Dataset entries:
use chrono::NaiveDate;
use serde::{Deserialize, Serialize};

use entrega_core::{DomainError, DomainResult, ProductId, SaleId, SaleLineId};

use crate::extension::{BatchWrite, FieldValue, SaleExtensions};
use crate::shipment::{self, StockMove};

/// Column name of the requested delivery date on the sale-line table.
///
/// Batch-write payloads address fields by name, so the name is declared once,
/// next to the struct member it maps to.
pub const REQUESTED_DELIVERY_DATE: &str = "requested_delivery_date";

/// Kind of row a sale line represents.
///
/// Only `Line` rows carry a product and participate in shipping; `Section`
/// and `Note` rows are presentational.
#[derive(Debug, Clone, Copy, PartialEq, Eq, Serialize, Deserialize)]
#[serde(rename_all = "lowercase")]
pub enum LineType {
    Line,
    Section,
    Note,
}

/// Sale order status lifecycle.
#[derive(Debug, Clone, Copy, PartialEq, Eq, Serialize, Deserialize)]
#[serde(rename_all = "lowercase")]
pub enum SaleStatus {
    Draft,
    Confirmed,
    Processing,
    Done,
    Cancelled,
}

/// One row of a sale order.
#[derive(Debug, Clone, PartialEq, Eq, Serialize)]
pub struct SaleLine {
    pub id: SaleLineId,
    pub line_type: LineType,
    pub description: String,
    pub product: Option<ProductId>,
    /// Unset on presentational rows.
    pub quantity: Option<i64>,
    /// Price in smallest currency unit (e.g., cents).
    pub unit_price: Option<u64>,
    /// Explicit delivery request entered on the line, if any.
    pub requested_delivery_date: Option<NaiveDate>,
    /// Stock moves generated to fulfill this line.
    pub moves: Vec<StockMove>,
}

impl SaleLine {
    /// A real product row.
    pub fn product_line(
        id: SaleLineId,
        product: ProductId,
        quantity: i64,
        unit_price: u64,
    ) -> Self {
        Self {
            id,
            line_type: LineType::Line,
            description: String::new(),
            product: Some(product),
            quantity: Some(quantity),
            unit_price: Some(unit_price),
            requested_delivery_date: None,
            moves: Vec::new(),
        }
    }

    /// A presentational section header row.
    pub fn section(id: SaleLineId, description: impl Into<String>) -> Self {
        Self {
            id,
            line_type: LineType::Section,
            description: description.into(),
            product: None,
            quantity: None,
            unit_price: None,
            requested_delivery_date: None,
            moves: Vec::new(),
        }
    }

    /// A presentational free-text row.
    pub fn note(id: SaleLineId, description: impl Into<String>) -> Self {
        Self {
            id,
            line_type: LineType::Note,
            description: description.into(),
            product: None,
            quantity: None,
            unit_price: None,
            requested_delivery_date: None,
            moves: Vec::new(),
        }
    }

    /// Write a date-valued field by column name.
    pub fn set_date_field(&mut self, field: &str, value: Option<NaiveDate>) -> DomainResult<()> {
        match field {
            REQUESTED_DELIVERY_DATE => {
                self.requested_delivery_date = value;
                Ok(())
            }
            _ => Err(DomainError::validation(format!(
                "unknown date field on sale line: {field}"
            ))),
        }
    }

    /// The shipping-date computation over this line's moves: earliest
    /// planned date among the non-cancelled ones. Lines that cannot ship
    /// (no product, or no strictly positive quantity) never have one.
    pub fn shipping_date(&self) -> Option<NaiveDate> {
        if self.product.is_none() || self.quantity.unwrap_or(0) <= 0 {
            return None;
        }
        shipment::earliest_planned_date(self.moves.iter())
    }

    /// Duplicate this line under a fresh identifier.
    ///
    /// Generated moves are never carried over, and every registered default
    /// provider resets its field to the provider's copy default, so a copied
    /// line never inherits the source's explicit requested date.
    pub fn duplicate(&self, extensions: &SaleExtensions) -> DomainResult<SaleLine> {
        let mut copy = self.clone();
        copy.id = SaleLineId::new();
        copy.moves.clear();
        for provider in extensions.line_date_defaults() {
            copy.set_date_field(provider.field(), provider.copy_default())?;
        }
        Ok(copy)
    }
}

/// A sale order: ordered lines plus shipping context.
#[derive(Debug, Clone, PartialEq, Eq, Serialize)]
pub struct Sale {
    id: SaleId,
    number: String,
    warehouse: String,
    sale_date: Option<NaiveDate>,
    status: SaleStatus,
    lines: Vec<SaleLine>,
}

impl Sale {
    pub fn new(id: SaleId, number: impl Into<String>, warehouse: impl Into<String>) -> Self {
        Self {
            id,
            number: number.into(),
            warehouse: warehouse.into(),
            sale_date: None,
            status: SaleStatus::Draft,
            lines: Vec::new(),
        }
    }

    pub fn id_typed(&self) -> SaleId {
        self.id
    }

    pub fn number(&self) -> &str {
        &self.number
    }

    pub fn warehouse(&self) -> &str {
        &self.warehouse
    }

    pub fn sale_date(&self) -> Option<NaiveDate> {
        self.sale_date
    }

    pub fn set_sale_date(&mut self, date: Option<NaiveDate>) {
        self.sale_date = date;
    }

    pub fn status(&self) -> SaleStatus {
        self.status
    }

    pub fn lines(&self) -> &[SaleLine] {
        &self.lines
    }

    pub fn is_modifiable(&self) -> bool {
        matches!(self.status, SaleStatus::Draft)
    }

    /// Append a line. Only draft sales can be modified.
    pub fn add_line(&mut self, line: SaleLine) -> DomainResult<()> {
        if !self.is_modifiable() {
            return Err(DomainError::invariant(
                "cannot modify sale once it is confirmed",
            ));
        }
        self.lines.push(line);
        Ok(())
    }

    pub fn confirm(&mut self) -> DomainResult<()> {
        if self.status != SaleStatus::Draft {
            return Err(DomainError::invariant("only draft sales can be confirmed"));
        }
        if self.lines.is_empty() {
            return Err(DomainError::validation("cannot confirm sale without lines"));
        }
        self.status = SaleStatus::Confirmed;
        Ok(())
    }

    pub fn start_processing(&mut self) -> DomainResult<()> {
        if self.status != SaleStatus::Confirmed {
            return Err(DomainError::invariant(
                "only confirmed sales can start processing",
            ));
        }
        self.status = SaleStatus::Processing;
        Ok(())
    }

    pub fn mark_done(&mut self) -> DomainResult<()> {
        if self.status != SaleStatus::Processing {
            return Err(DomainError::invariant(
                "only processing sales can be marked done",
            ));
        }
        self.status = SaleStatus::Done;
        Ok(())
    }

    pub fn cancel(&mut self) -> DomainResult<()> {
        if self.status == SaleStatus::Done {
            return Err(DomainError::invariant("done sales cannot be cancelled"));
        }
        self.status = SaleStatus::Cancelled;
        Ok(())
    }

    /// The sale-level shipping date: earliest planned date across the moves
    /// of every line. Empty when no move carries a date yet.
    pub fn shipping_date(&self) -> Option<NaiveDate> {
        shipment::earliest_planned_date(self.lines.iter().flat_map(|line| line.moves.iter()))
    }

    /// Apply a staged batch to the lines of this sale (in-memory half of the
    /// batch write API). Returns how many line updates matched this sale.
    pub fn apply_batch(&mut self, batch: &BatchWrite) -> DomainResult<usize> {
        let mut applied = 0;
        for (line_ids, update) in batch.groups() {
            for line in self.lines.iter_mut() {
                if !line_ids.contains(&line.id) {
                    continue;
                }
                for (field, value) in update {
                    let FieldValue::Date(date) = value;
                    line.set_date_field(field, *date)?;
                }
                applied += 1;
            }
        }
        Ok(applied)
    }
}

**ACTIVITY:** Please set down all of the data above again, matching it exactly.

**REPLY:**
use chrono::NaiveDate;
use serde::{Deserialize, Serialize};

use entrega_core::{DomainError, DomainResult, ProductId, SaleId, SaleLineId};

use crate::extension::{BatchWrite, FieldValue, SaleExtensions};
use crate::shipment::{self, StockMove};

/// Column name of the requested delivery date on the sale-line table.
///
/// Batch-write payloads address fields by name, so the name is declared once,
/// next to the struct member it maps to.
pub const REQUESTED_DELIVERY_DATE: &str = "requested_delivery_date";

/// Kind of row a sale line represents.
///
/// Only `Line` rows carry a product and participate in shipping; `Section`
/// and `Note` rows are presentational.
#[derive(Debug, Clone, Copy, PartialEq, Eq, Serialize, Deserialize)]
#[serde(rename_all = "lowercase")]
pub enum LineType {
    Line,
    Section,
    Note,
}

/// Sale order status lifecycle.
#[derive(Debug, Clone, Copy, PartialEq, Eq, Serialize, Deserialize)]
#[serde(rename_all = "lowercase")]
pub enum SaleStatus {
    Draft,
    Confirmed,
    Processing,
    Done,
    Cancelled,
}

/// One row of a sale order.
#[derive(Debug, Clone, PartialEq, Eq, Serialize)]
pub struct SaleLine {
    pub id: SaleLineId,
    pub line_type: LineType,
    pub description: String,
    pub product: Option<ProductId>,
    /// Unset on presentational rows.
    pub quantity: Option<i64>,
    /// Price in smallest currency unit (e.g., cents).
    pub unit_price: Option<u64>,
    /// Explicit delivery request entered on the line, if any.
    pub requested_delivery_date: Option<NaiveDate>,
    /// Stock moves generated to fulfill this line.
    pub moves: Vec<StockMove>,
}

impl SaleLine {
    /// A real product row.
    pub fn product_line(
        id: SaleLineId,
        product: ProductId,
        quantity: i64,
        unit_price: u64,
    ) -> Self {
        Self {
            id,
            line_type: LineType::Line,
            description: String::new(),
            product: Some(product),
            quantity: Some(quantity),
            unit_price: Some(unit_price),
            requested_delivery_date: None,
            moves: Vec::new(),
        }
    }

    /// A presentational section header row.
    pub fn section(id: SaleLineId, description: impl Into<String>) -> Self {
        Self {
            id,
            line_type: LineType::Section,
            description: description.into(),
            product: None,
            quantity: None,
            unit_price: None,
            requested_delivery_date: None,
            moves: Vec::new(),
        }
    }

    /// A presentational free-text row.
    pub fn note(id: SaleLineId, description: impl Into<String>) -> Self {
        Self {
            id,
            line_type: LineType::Note,
            description: description.into(),
            product: None,
            quantity: None,
            unit_price: None,
            requested_delivery_date: None,
            moves: Vec::new(),
        }
    }

    /// Write a date-valued field by column name.
    pub fn set_date_field(&mut self, field: &str, value: Option<NaiveDate>) -> DomainResult<()> {
        match field {
            REQUESTED_DELIVERY_DATE => {
                self.requested_delivery_date = value;
                Ok(())
            }
            _ => Err(DomainError::validation(format!(
                "unknown date field on sale line: {field}"
            ))),
        }
    }

    /// The shipping-date computation over this line's moves: earliest
    /// planned date among the non-cancelled ones. Lines that cannot ship
    /// (no product, or no strictly positive quantity) never have one.
    pub fn shipping_date(&self) -> Option<NaiveDate> {
        if self.product.is_none() || self.quantity.unwrap_or(0) <= 0 {
            return None;
        }
        shipment::earliest_planned_date(self.moves.iter())
    }

    /// Duplicate this line under a fresh identifier.
    ///
    /// Generated moves are never carried over, and every registered default
    /// provider resets its field to the provider's copy default, so a copied
    /// line never inherits the source's explicit requested date.
    pub fn duplicate(&self, extensions: &SaleExtensions) -> DomainResult<SaleLine> {
        let mut copy = self.clone();
        copy.id = SaleLineId::new();
        copy.moves.clear();
        for provider in extensions.line_date_defaults() {
            copy.set_date_field(provider.field(), provider.copy_default())?;
        }
        Ok(copy)
    }
}

/// A sale order: ordered lines plus shipping context.
#[derive(Debug, Clone, PartialEq, Eq, Serialize)]
pub struct Sale {
    id: SaleId,
    number: String,
    warehouse: String,
    sale_date: Option<NaiveDate>,
    status: SaleStatus,
    lines: Vec<SaleLine>,
}

impl Sale {
    pub fn new(id: SaleId, number: impl Into<String>, warehouse: impl Into<String>) -> Self {
        Self {
            id,
            number: number.into(),
            warehouse: warehouse.into(),
            sale_date: None,
            status: SaleStatus::Draft,
            lines: Vec::new(),
        }
    }

    pub fn id_typed(&self) -> SaleId {
        self.id
    }

    pub fn number(&self) -> &str {
        &self.number
    }

    pub fn warehouse(&self) -> &str {
        &self.warehouse
    }

    pub fn sale_date(&self) -> Option<NaiveDate> {
        self.sale_date
    }

    pub fn set_sale_date(&mut self, date: Option<NaiveDate>) {
        self.sale_date = date;
    }

    pub fn status(&self) -> SaleStatus {
        self.status
    }

    pub fn lines(&self) -> &[SaleLine] {
        &self.lines
    }

    pub fn is_modifiable(&self) -> bool {
        matches!(self.status, SaleStatus::Draft)
    }

    /// Append a line. Only draft sales can be modified.
    pub fn add_line(&mut self, line: SaleLine) -> DomainResult<()> {
        if !self.is_modifiable() {
            return Err(DomainError::invariant(
                "cannot modify sale once it is confirmed",
            ));
        }
        self.lines.push(line);
        Ok(())
    }

    pub fn confirm(&mut self) -> DomainResult<()> {
        if self.status != SaleStatus::Draft {
            return Err(DomainError::invariant("only draft sales can be confirmed"));
        }
        if self.lines.is_empty() {
            return Err(DomainError::validation("cannot confirm sale without lines"));
        }
        self.status = SaleStatus::Confirmed;
        Ok(())
    }

    pub fn start_processing(&mut self) -> DomainResult<()> {
        if self.status != SaleStatus::Confirmed {
            return Err(DomainError::invariant(
                "only confirmed sales can start processing",
            ));
        }
        self.status = SaleStatus::Processing;
        Ok(())
    }

    pub fn mark_done(&mut self) -> DomainResult<()> {
        if self.status != SaleStatus::Processing {
            return Err(DomainError::invariant(
                "only processing sales can be marked done",
            ));
        }
        self.status = SaleStatus::Done;
        Ok(())
    }

    pub fn cancel(&mut self) -> DomainResult<()> {
        if self.status == SaleStatus::Done {
            return Err(DomainError::invariant("done sales cannot be cancelled"));
        }
        self.status = SaleStatus::Cancelled;
        Ok(())
    }

    /// The sale-level shipping date: earliest planned date across the moves
    /// of every line. Empty when no move carries a date yet.
    pub fn shipping_date(&self) -> Option<NaiveDate> {
        shipment::earliest_planned_date(self.lines.iter().flat_map(|line| line.moves.iter()))
    }

    /// Apply a staged batch to the lines of this sale (in-memory half of the
    /// batch write API). Returns how many line updates matched this sale.
    pub fn apply_batch(&mut self, batch: &BatchWrite) -> DomainResult<usize> {
        let mut applied = 0;
        for (line_ids, update) in batch.groups() {
            for line in self.lines.iter_mut() {
                if !line_ids.contains(&line.id) {
                    continue;
                }
                for (field, value) in update {
                    let FieldValue::Date(date) = value;
                    line.set_date_field(field, *date)?;
                }
                applied += 1;
            }
        }
        Ok(applied)
    }
}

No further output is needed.